Terão sido eficazes os ataques de Costa ao que o governo fez durante a troika, como baixa de salários, cortes de pensões e aumento de impostos? Duvido. Qual é o português que não sabe que isso aconteceu e que não o sentiu? Ninguém precisa que Costa nos recorde o passado. Os indecisos sabem isso tudo, sofreram com as medidas do governo, mas continuam indecisos. Há mais duas coisas que todos os indecisos sabem. Um governo do PS trouxe a troika para o nosso país. A coligação enviou-os de volta para Bruxelas e Washington. Julgo que a grande questão para os indecisos será: qual dos dois candidatos a PM continuará o caminho da recuperação e impede um novo desastre como o de 2011? Terá Costa conseguido a confiança dos indecisos, sobretudo daqueles que perderam a confiança do PS em 2011? Não me parece.

Primeiro, a forma. Costa fez um debate cheio de truques e de piadas, daqueles que marcam pontos entre os seus militantes (e já vimos que precisava disso para evitar a apatia do PS). Mas os indecisos são o oposto dos militantes. Não olham para um debate como um combate de boxe. São pragmáticos (por isso tanto votam no PSD como no PS), e querem um PM que inspire confiança; nesta altura, um líder partidário com bons truques de debate não chega.

Depois as contradições e as mentiras de Costa. Desvalorizou o actual crescimento económico, «porque é baseado no consumo»; mas afinal o seu programa de estímulo à economia é assente em mais consumo. Atacou a «precaridade», mas parece que a maioria dos empregos que quer criar para os jovens são precários. Criticou as privatizações, mas foi a privatização da ANA que permite sublinhar a sua credibilidade em termos de redução de despesa na Câmara de Lisboa. Pior do que estas contradições, mentiu aos portugueses quando disse, mais do que uma vez, que tinha sido o PSD a trazer a troika para Portugal (até os entrevistadores se viram obrigados a lembrar Costa que tinha sido o PS). Ainda se auto-elogiou de uma forma patética dizendo que ganhou três eleições autárquicas em Lisboa, «aumentando sempre os votos.» Se essa é uma boa qualificação para PM, então Alberto João Jardim seria o melhor candidato.

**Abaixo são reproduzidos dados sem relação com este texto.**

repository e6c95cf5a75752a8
use std::collections::{BTreeMap, BTreeSet};
use std::fmt;

use serde::{Deserialize, Deserializer};

// ---------------------------------------------------------------------------
// Column – the categorical columns a user can filter on
// ---------------------------------------------------------------------------

/// The filterable categorical columns of the passenger table.
#[derive(Debug, Clone, Copy, PartialEq, Eq, PartialOrd, Ord, Hash)]
pub enum Column {
    Sex,
    Pclass,
    EmbarkTown,
}

impl Column {
    /// All filterable columns in sidebar order.
    pub const ALL: [Column; 3] = [Column::Sex, Column::Pclass, Column::EmbarkTown];

    /// Header name in the source file.
    pub fn name(self) -> &'static str {
        match self {
            Column::Sex => "sex",
            Column::Pclass => "pclass",
            Column::EmbarkTown => "embark_town",
        }
    }

    /// Label shown next to the multi-select widget.
    pub fn label(self) -> &'static str {
        match self {
            Column::Sex => "Gender:",
            Column::Pclass => "Passenger Class:",
            Column::EmbarkTown => "Embarkation Port:",
        }
    }
}

impl fmt::Display for Column {
    fn fmt(&self, f: &mut fmt::Formatter<'_>) -> fmt::Result {
        f.write_str(self.name())
    }
}

// ---------------------------------------------------------------------------
// CategoryValue – a single cell in a categorical column
// ---------------------------------------------------------------------------

/// A categorical cell. Kept `Ord` so it can live in `BTreeSet`s.
#[derive(Debug, Clone, PartialEq, Eq, PartialOrd, Ord, Hash)]
pub enum CategoryValue {
    Missing,
    Integer(i64),
    Text(String),
}

impl fmt::Display for CategoryValue {
    fn fmt(&self, f: &mut fmt::Formatter<'_>) -> fmt::Result {
        match self {
            CategoryValue::Missing => write!(f, "<missing>"),
            CategoryValue::Integer(i) => write!(f, "{i}"),
            CategoryValue::Text(s) => write!(f, "{s}"),
        }
    }
}

impl From<&str> for CategoryValue {
    fn from(s: &str) -> Self {
        CategoryValue::Text(s.to_string())
    }
}

impl From<i64> for CategoryValue {
    fn from(i: i64) -> Self {
        CategoryValue::Integer(i)
    }
}

// ---------------------------------------------------------------------------
// PassengerRecord – one row of the processed CSV
// ---------------------------------------------------------------------------

/// One passenger. Empty numeric cells load as `None`.
#[derive(Debug, Clone, PartialEq, Deserialize)]
pub struct PassengerRecord {
    pub sex: String,
    pub pclass: i64,
    #[serde(default)]
    pub embark_town: Option<String>,
    #[serde(default)]
    pub age: Option<f64>,
    #[serde(default)]
    pub fare: Option<f64>,
    pub family_size: i64,
    #[serde(deserialize_with = "flag_from_number")]
    pub survived: bool,
}

impl PassengerRecord {
    /// Value of a categorical column for this row.
    pub fn category(&self, column: Column) -> CategoryValue {
        match column {
            Column::Sex => CategoryValue::Text(self.sex.clone()),
            Column::Pclass => CategoryValue::Integer(self.pclass),
            Column::EmbarkTown => match &self.embark_town {
                Some(town) => CategoryValue::Text(town.clone()),
                None => CategoryValue::Missing,
            },
        }
    }
}

/// `survived` is stored as 0/1 (sometimes 0.0/1.0).
fn flag_from_number<'de, D>(deserializer: D) -> Result<bool, D::Error>
where
    D: Deserializer<'de>,
{
    let v = f64::deserialize(deserializer)?;
    Ok(v != 0.0)
}

/// Columns every input file must provide.
pub const REQUIRED_COLUMNS: [&str; 7] = [
    "sex",
    "pclass",
    "embark_town",
    "age",
    "fare",
    "family_size",
    "survived",
];

// ---------------------------------------------------------------------------
// Dataset – the complete loaded table
// ---------------------------------------------------------------------------

/// The full parsed dataset with pre-computed distinct values per column.
#[derive(Debug, Clone, Default)]
pub struct Dataset {
    /// All passengers, in file order.
    pub records: Vec<PassengerRecord>,
    /// For each filterable column the sorted set of distinct values.
    pub unique_values: BTreeMap<Column, BTreeSet<CategoryValue>>,
}

impl Dataset {
    /// Build column indices from the loaded records.
    pub fn from_records(records: Vec<PassengerRecord>) -> Self {
        let mut unique_values: BTreeMap<Column, BTreeSet<CategoryValue>> = Column::ALL
            .iter()
            .map(|&col| (col, BTreeSet::new()))
            .collect();

        for rec in &records {
            for col in Column::ALL {
                unique_values
                    .entry(col)
                    .or_default()
                    .insert(rec.category(col));
            }
        }

        Dataset {
            records,
            unique_values,
        }
    }

    /// Number of passengers.
    pub fn len(&self) -> usize {
        self.records.len()
    }

    /// Whether the dataset is empty.
    pub fn is_empty(&self) -> bool {
        self.records.is_empty()
    }
}
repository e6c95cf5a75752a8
pub mod panels;
pub mod plot;
pub mod table;
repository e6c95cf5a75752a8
use super::charts::ChartSpecs;
use super::filter::{filtered_indices, FilterSelection};
use super::metrics::MetricsSnapshot;
use super::model::Dataset;

/// Everything the dashboard displays for one filter selection.
#[derive(Debug, Clone, PartialEq)]
pub struct RenderOutput {
    /// Indices of the rows in the filtered view, in dataset order.
    pub visible: Vec<usize>,
    pub metrics: MetricsSnapshot,
    pub charts: ChartSpecs,
}

/// Filter the dataset and derive KPIs and chart data from the result.
///
/// Pure: the shell calls this again whenever the selection changes.
pub fn render(dataset: &Dataset, selection: &FilterSelection) -> RenderOutput {
    let visible = filtered_indices(dataset, selection);
    let metrics = MetricsSnapshot::from_view(dataset, &visible);
    let charts = ChartSpecs::build(dataset, &visible);
    log::debug!(
        "rendered {} of {} rows (survival {:.1}%)",
        metrics.total_count,
        dataset.len(),
        metrics.survival_rate
    );
    RenderOutput {
        visible,
        metrics,
        charts,
    }
}

#[cfg(test)]
mod tests {
    use std::collections::BTreeSet;

    use super::*;
    use crate::data::filter::init_filter_selection;
    use crate::data::model::tests::four_passengers;
    use crate::data::model::{CategoryValue, Column};

    #[test]
    fn unfiltered_render_covers_everything() {
        let ds = four_passengers();
        let out = render(&ds, &init_filter_selection(&ds));
        assert_eq!(out.visible, vec![0, 1, 2, 3]);
        assert_eq!(out.metrics.total_count, 4);
        assert_eq!(out.charts.by_sex.labels.len(), 2);
    }

    #[test]
    fn first_class_scenario() {
        let ds = four_passengers();
        let mut selection = init_filter_selection(&ds);
        selection.insert(Column::Pclass, [CategoryValue::Integer(1)].into_iter().collect());

        let out = render(&ds, &selection);
        assert_eq!(out.visible.len(), 2);
        assert_eq!(out.metrics.total_count, 2);
        assert_eq!(out.metrics.survival_rate, 100.0);
        assert_eq!(out.charts.by_class.labels, vec![vec!["2\n(100.0%)"]]);
    }

    #[test]
    fn nobody_selected_renders_empty_charts() {
        let ds = four_passengers();
        let mut selection = init_filter_selection(&ds);
        selection.insert(Column::Sex, BTreeSet::new());

        let out = render(&ds, &selection);
        assert!(out.visible.is_empty());
        assert_eq!(out.metrics, MetricsSnapshot::default());
        assert!(out.charts.by_sex.labels.is_empty());
        assert!(out.charts.by_embarkation.is_empty());
    }

    #[test]
    fn render_does_not_touch_the_dataset() {
        let ds = four_passengers();
        let before = ds.records.clone();
        let mut selection = init_filter_selection(&ds);
        selection.insert(Column::Sex, [CategoryValue::from("female")].into_iter().collect());
        let _ = render(&ds, &selection);
        assert_eq!(ds.records, before);
    }
}
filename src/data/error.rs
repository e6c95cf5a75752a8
use std::path::PathBuf;

use thiserror::Error;

/// Schema and format problems found while loading a passenger file.
#[derive(Debug, Error)]
pub enum DataError {
    #[error("Unsupported file extension: .{0}")]
    UnsupportedExtension(String),

    #[error("{source_kind} is missing required column '{column}'")]
    MissingColumn {
        source_kind: &'static str,
        column: &'static str,
    },

    #[error("Column '{column}' has unsupported type {found}")]
    ColumnType { column: &'static str, found: String },

    #[error("Row {row}: '{column}' must not be empty")]
    EmptyCell { row: usize, column: &'static str },

    #[error("Cannot read {}", path.display())]
    Unreadable {
        path: PathBuf,
        #[source]
        source: std::io::Error,
    },
}
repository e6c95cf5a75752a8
//! Data layer: passenger types, loading, filtering, aggregation and chart data.
//! Nothing below this module depends on the UI toolkit.
//!
//! Architecture:
//! ```text
//!  .csv / .json / .parquet
//!        │
//!        ▼
//!   ┌──────────┐
//!   │  cache    │  path + SHA-256 → Arc<Dataset>, parse via loader on miss
//!   └──────────┘
//!        │
//!        ▼
//!   ┌──────────┐
//!   │ Dataset   │  Vec<PassengerRecord>, distinct values per column
//!   └──────────┘
//!        │
//!        ▼
//!   ┌──────────┐
//!   │  render   │  filter → visible indices
//!   └──────────┘        → metrics (KPIs)
//!                       → charts (count plots + annotate, fare, family)
//! ```

pub mod annotate;
pub mod cache;
pub mod charts;
pub mod error;
pub mod filter;
pub mod loader;
pub mod metrics;
pub mod model;
pub mod render;
pub mod stats;
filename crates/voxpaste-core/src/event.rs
//! Event types for audio recording.

use crate::MicState;

/// Events emitted by the audio recording system, independent of any UI
/// framework.
#[derive(Debug, Clone, PartialEq, Eq)]
pub enum AudioEvent {
    /// The recording state has changed
    StateChanged(MicState),
}
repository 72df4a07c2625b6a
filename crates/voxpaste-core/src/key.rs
//! Locating the OpenAI API key.
//!
//! The key is looked up in order: the `openai_key` config field, the
//! `OPENAI_API_KEY` environment variable, then a plain text key file.

use std::fs;
use std::path::{Path, PathBuf};

use thiserror::Error;
use tracing::debug;

use crate::Config;

/// File name of the key file searched for when no explicit path is set.
pub const API_KEY_FILE: &str = "openai_api_key.txt";

/// Environment variable consulted before falling back to the key file.
pub const API_KEY_ENV: &str = "OPENAI_API_KEY";

#[derive(Debug, Error)]
pub enum KeyError {
    /// None of the candidate key files exist
    #[error(
        "API key file not found. Create a file named 'openai_api_key.txt' containing your OpenAI \
         API key (looked in: {})",
        display_paths(.searched)
    )]
    NotFound { searched: Vec<PathBuf> },
    /// The key file exists but holds nothing but whitespace
    #[error("API key file {0:?} is empty")]
    Empty(PathBuf),
    /// The key file could not be read
    #[error("failed to read API key file {path:?}: {source}")]
    Read {
        path: PathBuf,
        #[source]
        source: std::io::Error,
    },
}

fn display_paths(paths: &[PathBuf]) -> String {
    paths
        .iter()
        .map(|p| p.display().to_string())
        .collect::<Vec<_>>()
        .join(", ")
}

/// Resolve the API key for `config`. `config_dir` is the directory holding
/// the config file, searched for a key file after the current directory.
pub fn resolve_api_key(config: &Config, config_dir: &Path) -> Result<String, KeyError> {
    let env = std::env::var(API_KEY_ENV).ok();
    resolve_from(config, env, &key_file_candidates(config, config_dir))
}

fn key_file_candidates(config: &Config, config_dir: &Path) -> Vec<PathBuf> {
    if let Some(path) = config.api_key_file() {
        return vec![path.to_path_buf()];
    }
    let cwd = std::env::current_dir()
        .map(|dir| dir.join(API_KEY_FILE))
        .unwrap_or_else(|_| PathBuf::from(API_KEY_FILE));
    vec![cwd, config_dir.join(API_KEY_FILE)]
}

fn resolve_from(
    config: &Config,
    env: Option<String>,
    candidates: &[PathBuf],
) -> Result<String, KeyError> {
    if let Some(key) = config.key_openai().map(str::trim).filter(|k| !k.is_empty()) {
        return Ok(key.to_owned());
    }
    if let Some(key) = env.as_deref().map(str::trim).filter(|k| !k.is_empty()) {
        debug!("Using API key from {}", API_KEY_ENV);
        return Ok(key.to_owned());
    }

    let Some(path) = candidates.iter().find(|p| p.is_file()) else {
        return Err(KeyError::NotFound {
            searched: candidates.to_vec(),
        });
    };

    let content = fs::read_to_string(path).map_err(|source| KeyError::Read {
        path: path.clone(),
        source,
    })?;
    let key = content.trim();
    if key.is_empty() {
        return Err(KeyError::Empty(path.clone()));
    }

    debug!(path = ?path, "Using API key from file");
    Ok(key.to_owned())
}

#[cfg(test)]
mod tests {
    use tempfile::tempdir;

    use super::*;

    #[test]
    fn test_config_key_wins() {
        let config = Config {
            openai_key: Some("  from-config \n".to_string()),
            ..Default::default()
        };
        let key = resolve_from(&config, Some("from-env".to_string()), &[]).unwrap();
        assert_eq!(key, "from-config");
    }

    #[test]
    fn test_env_before_file() {
        let temp = tempdir().unwrap();
        let file = temp.path().join(API_KEY_FILE);
        fs::write(&file, "from-file").unwrap();

        let key = resolve_from(&Config::default(), Some("from-env".to_string()), &[file]).unwrap();
        assert_eq!(key, "from-env");
    }

    #[test]
    fn test_first_existing_file_is_trimmed() {
        let temp = tempdir().unwrap();
        let missing = temp.path().join("missing").join(API_KEY_FILE);
        let present = temp.path().join(API_KEY_FILE);
        fs::write(&present, "sk-test\n").unwrap();

        let key = resolve_from(&Config::default(), None, &[missing, present]).unwrap();
        assert_eq!(key, "sk-test");
    }

    #[test]
    fn test_missing_file_names_expected_file() {
        let temp = tempdir().unwrap();
        let missing = temp.path().join(API_KEY_FILE);

        let err = resolve_from(&Config::default(), None, &[missing.clone()]).unwrap_err();
        match &err {
            KeyError::NotFound { searched } => assert_eq!(searched, &vec![missing]),
            other => panic!("unexpected error: {other:?}"),
        }
        assert!(err.to_string().contains(API_KEY_FILE));
    }

    #[test]
    fn test_empty_file_is_an_error() {
        let temp = tempdir().unwrap();
        let file = temp.path().join(API_KEY_FILE);
        fs::write(&file, "   \n").unwrap();

        let err = resolve_from(&Config::default(), Some(String::new()), &[file]).unwrap_err();
        assert!(matches!(err, KeyError::Empty(_)));
    }

    #[test]
    fn test_explicit_key_file_is_only_candidate() {
        let temp = tempdir().unwrap();
        let config = Config {
            api_key_file: Some(temp.path().join("custom.txt")),
            ..Default::default()
        };
        let candidates = key_file_candidates(&config, temp.path());
        assert_eq!(candidates, vec![temp.path().join("custom.txt")]);
    }

    #[test]
    fn test_default_candidates_end_in_config_dir() {
        let temp = tempdir().unwrap();
        let candidates = key_file_candidates(&Config::default(), temp.path());
        assert_eq!(candidates.len(), 2);
        assert_eq!(candidates[1], temp.path().join(API_KEY_FILE));
    }
}
// Re-export from sub-crates
pub use voxpaste_audio::{Recorder, RecorderError, Recording, RecordingHandle};
pub use voxpaste_core::{
    APP_NAME, APP_NAME_PRETTY, AudioEvent, Config, ConfigManager, DEFAULT_LOG_LEVEL,
    HotkeyAction, MicState,
};
pub use voxpaste_transcribe::{OpenAIClient, OpenAIConfig, TranscribeError, Transcriber};

// App-specific modules
pub mod event;
pub mod hotkey;
pub mod icon;
pub mod notify;
pub mod paste;
pub mod process;
pub mod transcriber;

// Version from this crate
pub const VERSION: &str = env!("CARGO_PKG_VERSION");
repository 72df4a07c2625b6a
//! Transcription backend library for voxpaste.
//!
//! This crate provides a trait-based abstraction for audio transcription,
//! with an implementation for OpenAI's transcription API.

mod openai;

use async_trait::async_trait;
pub use bytes::Bytes;
pub use openai::{DEFAULT_ENDPOINT, OpenAIClient, OpenAIConfig, parse_response};
use thiserror::Error;

/// Errors that can occur during transcription.
#[derive(Debug, Error)]
pub enum TranscribeError {
    #[error("API returned {status}: {body}")]
    ApiError { status: u16, body: String },

    #[error("No API key configured")]
    NoApiKey,

    #[error("API key unavailable: {0}")]
    ApiKey(String),

    #[error("Network error: {0}")]
    Network(#[from] reqwest::Error),

    #[error("Transcription failed or the response format is not as expected: {0}")]
    UnexpectedResponse(String),
}

impl TranscribeError {
    /// Whether retrying the same request could plausibly succeed.
    pub fn is_retryable(&self) -> bool {
        match self {
            TranscribeError::Network(_) => true,
            TranscribeError::ApiError { status, .. } => *status == 429 || *status >= 500,
            TranscribeError::NoApiKey
            | TranscribeError::ApiKey(_)
            | TranscribeError::UnexpectedResponse(_) => false,
        }
    }
}

/// Result type for transcription operations.
pub type Result<T> = std::result::Result<T, TranscribeError>;

/// Trait for transcription backends.
#[async_trait]
pub trait Transcriber: Send + Sync {
    /// Transcribe audio to text.
    ///
    /// # Arguments
    /// * `audio` - WAV audio as reference-counted bytes. Cloning Bytes is
    ///   O(1), which keeps retries cheap.
    /// * `language` - Optional language hint (ISO 639-1 code, e.g., "en")
    async fn transcribe(&self, audio: Bytes, language: Option<&str>) -> Result<String>;

    /// Returns the name of this transcriber for logging/debugging.
    fn name(&self) -> &str;
}
//! Inserting transcripts at the cursor via the clipboard.

use std::thread::sleep;
use std::time::Duration;

use anyhow::Context;
use arboard::Clipboard;
use enigo::Direction::{Click, Press, Release};
use enigo::{Enigo, Key, Keyboard};
use tracing::{info, warn};

use crate::Config;

const KEY_DELAY: Duration = Duration::from_millis(10);
/// Time the target application gets to read the clipboard before it is
/// restored.
const RESTORE_DELAY: Duration = Duration::from_millis(150);

/// How a transcript should be inserted.
#[derive(Debug, Clone, Copy, PartialEq, Eq)]
pub struct InsertOptions {
    pub auto_paste: bool,
    pub restore_clipboard: bool,
}

impl InsertOptions {
    pub fn from_config(config: &Config) -> Self {
        Self {
            auto_paste: config.auto_paste(),
            restore_clipboard: config.restore_clipboard(),
        }
    }

    /// Restoring only makes sense when we pasted ourselves.
    fn should_restore(&self) -> bool {
        self.auto_paste && self.restore_clipboard
    }
}

/// Owns the clipboard and the keyboard simulator. Both must live on the main
/// thread, and the clipboard must stay alive for its contents to persist on
/// some platforms.
pub struct Inserter {
    clipboard: Clipboard,
    enigo: Enigo,
}

impl Inserter {
    pub fn new() -> anyhow::Result<Self> {
        let clipboard = Clipboard::new().context("Failed to open clipboard")?;
        let enigo = Enigo::new(&enigo::Settings::default())
            .context("Failed to create keyboard simulator")?;
        Ok(Self { clipboard, enigo })
    }

    /// Copy the text to the clipboard and, if enabled, paste it into the
    /// focused application.
    pub fn insert(&mut self, text: &str, options: InsertOptions) {
        info!(
            auto_paste = options.auto_paste,
            restore_clipboard = options.restore_clipboard,
            "Handling transcription"
        );

        let previous = if options.should_restore() {
            match self.clipboard.get_text() {
                Ok(text) => Some(text),
                Err(e) => {
                    warn!("Failed to get clipboard text: {}", e);
                    None
                }
            }
        } else {
            None
        };

        if let Err(e) = self.clipboard.set_text(text) {
            warn!("Failed to set clipboard text: {}", e);
            return;
        }
        info!("Transcription copied to clipboard");

        if !options.auto_paste {
            return;
        }

        if let Err(e) = paste(&mut self.enigo) {
            warn!("Failed to paste transcription: {}", e);
        }
        if let Some(previous) = previous {
            sleep(RESTORE_DELAY);
            if let Err(e) = self.clipboard.set_text(previous) {
                warn!("Failed to restore clipboard text: {}", e);
            }
        }
    }

    /// Copy arbitrary text, used by the tray menu.
    pub fn copy(&mut self, text: String) -> Result<(), arboard::Error> {
        self.clipboard.set_text(text)
    }
}

/// The modifier of the platform's paste chord.
pub fn paste_modifier() -> Key {
    #[cfg(target_os = "macos")]
    let paste_modifier = Key::Meta;
    #[cfg(not(target_os = "macos"))]
    let paste_modifier = Key::Control;
    paste_modifier
}

fn paste(enigo: &mut Enigo) -> anyhow::Result<()> {
    let modifier = paste_modifier();

    enigo.key(modifier, Press)?;
    sleep(KEY_DELAY);
    let clicked = enigo.key(Key::Unicode('v'), Click);
    sleep(KEY_DELAY);
    // Always release the modifier, even if the click failed.
    enigo.key(modifier, Release)?;
    clicked?;

    Ok(())
}

#[cfg(test)]
mod tests {
    use super::*;

    #[test]
    fn test_restore_requires_auto_paste() {
        let options = InsertOptions {
            auto_paste: false,
            restore_clipboard: true,
        };
        assert!(!options.should_restore());

        let options = InsertOptions {
            auto_paste: true,
            restore_clipboard: true,
        };
        assert!(options.should_restore());
    }

    #[test]
    fn test_options_follow_config() {
        let config = Config {
            restore_clipboard: true,
            auto_paste: false,
            ..Default::default()
        };
        assert_eq!(
            InsertOptions::from_config(&config),
            InsertOptions {
                auto_paste: false,
                restore_clipboard: true,
            }
        );
    }

    #[test]
    fn test_platform_paste_modifier() {
        #[cfg(target_os = "macos")]
        assert_eq!(paste_modifier(), Key::Meta);
        #[cfg(not(target_os = "macos"))]
        assert_eq!(paste_modifier(), Key::Control);
    }
}
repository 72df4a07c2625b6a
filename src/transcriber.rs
//! Transcriber that follows the live configuration.

use std::path::PathBuf;
use std::sync::Arc;

use async_trait::async_trait;
use parking_lot::RwLock;
use voxpaste_core::resolve_api_key;
use voxpaste_transcribe::{Bytes, OpenAIClient, OpenAIConfig, TranscribeError, Transcriber};

use crate::Config;

/// Resolves the API key and model from the shared config on every call, so
/// edits to the config or key file apply to the next recording.
pub struct ConfiguredTranscriber {
    client: reqwest::Client,
    config: Arc<RwLock<Config>>,
    config_dir: PathBuf,
}

impl ConfiguredTranscriber {
    pub fn new(config: Arc<RwLock<Config>>, config_dir: PathBuf) -> Self {
        Self {
            client: reqwest::Client::new(),
            config,
            config_dir,
        }
    }

    fn openai(&self) -> Result<OpenAIClient, TranscribeError> {
        let config = self.config.read();
        let api_key = resolve_api_key(&config, &self.config_dir)
            .map_err(|e| TranscribeError::ApiKey(e.to_string()))?;
        let openai = OpenAIConfig::new(api_key).with_model(config.model());
        Ok(OpenAIClient::with_client(self.client.clone(), openai))
    }
}

#[async_trait]
impl Transcriber for ConfiguredTranscriber {
    async fn transcribe(
        &self,
        audio: Bytes,
        language: Option<&str>,
    ) -> voxpaste_transcribe::Result<String> {
        let client = self.openai()?;
        client.transcribe(audio, language).await
    }

    fn name(&self) -> &str {
        "openai"
    }
}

Costa cometeu ainda mais dois erros. Resistiu a qualquer tipo de entendimento com a coligação, o que mostra uma arrogância e um sectarismo que os indecisos pragmáticos não apreciam. Finalmente, foi incapaz de reconhecer um único mérito na governação dos últimos quatro anos. Julgo que teria marcado pontos entre os indecisos se dissesse, «é verdade os senhores estiverem bem aqui e ali e um governo por mim chefiado irá procurar melhorar a situação.» Ou se tivesse garantido, «o meu governo não repetirá certos erros do último governo socialista». Se o tivesse feito, teria conquistado alguns dos votos dos indecisos.

Quanto a Passos, julgo que cometeu dois erros. Não foi convincente a recusar a acusação de que a austeridade correspondeu a escolhas ideológicas e não a uma absoluta necessidade. Gostaria que alguém me conseguisse explicar qual é a ideologia que defende redução da despesa pública e simultaneamente um aumento de impostos. O segundo erro – talvez porque quis ser demasiado PM – foi não ter dito claramente que a aplicação do programa de Costa acabará com a troika de regresso a Portugal. Mas conseguiu uma vitória: com a sua estratégia de colar Costa a Sócrates, terá impedido que os indecisos voltassem a sentir confiança num líder socialista. E sem esses votos Costa não ganha. Mesmo que Sócrates diga que venceu o debate «por 8 a 2».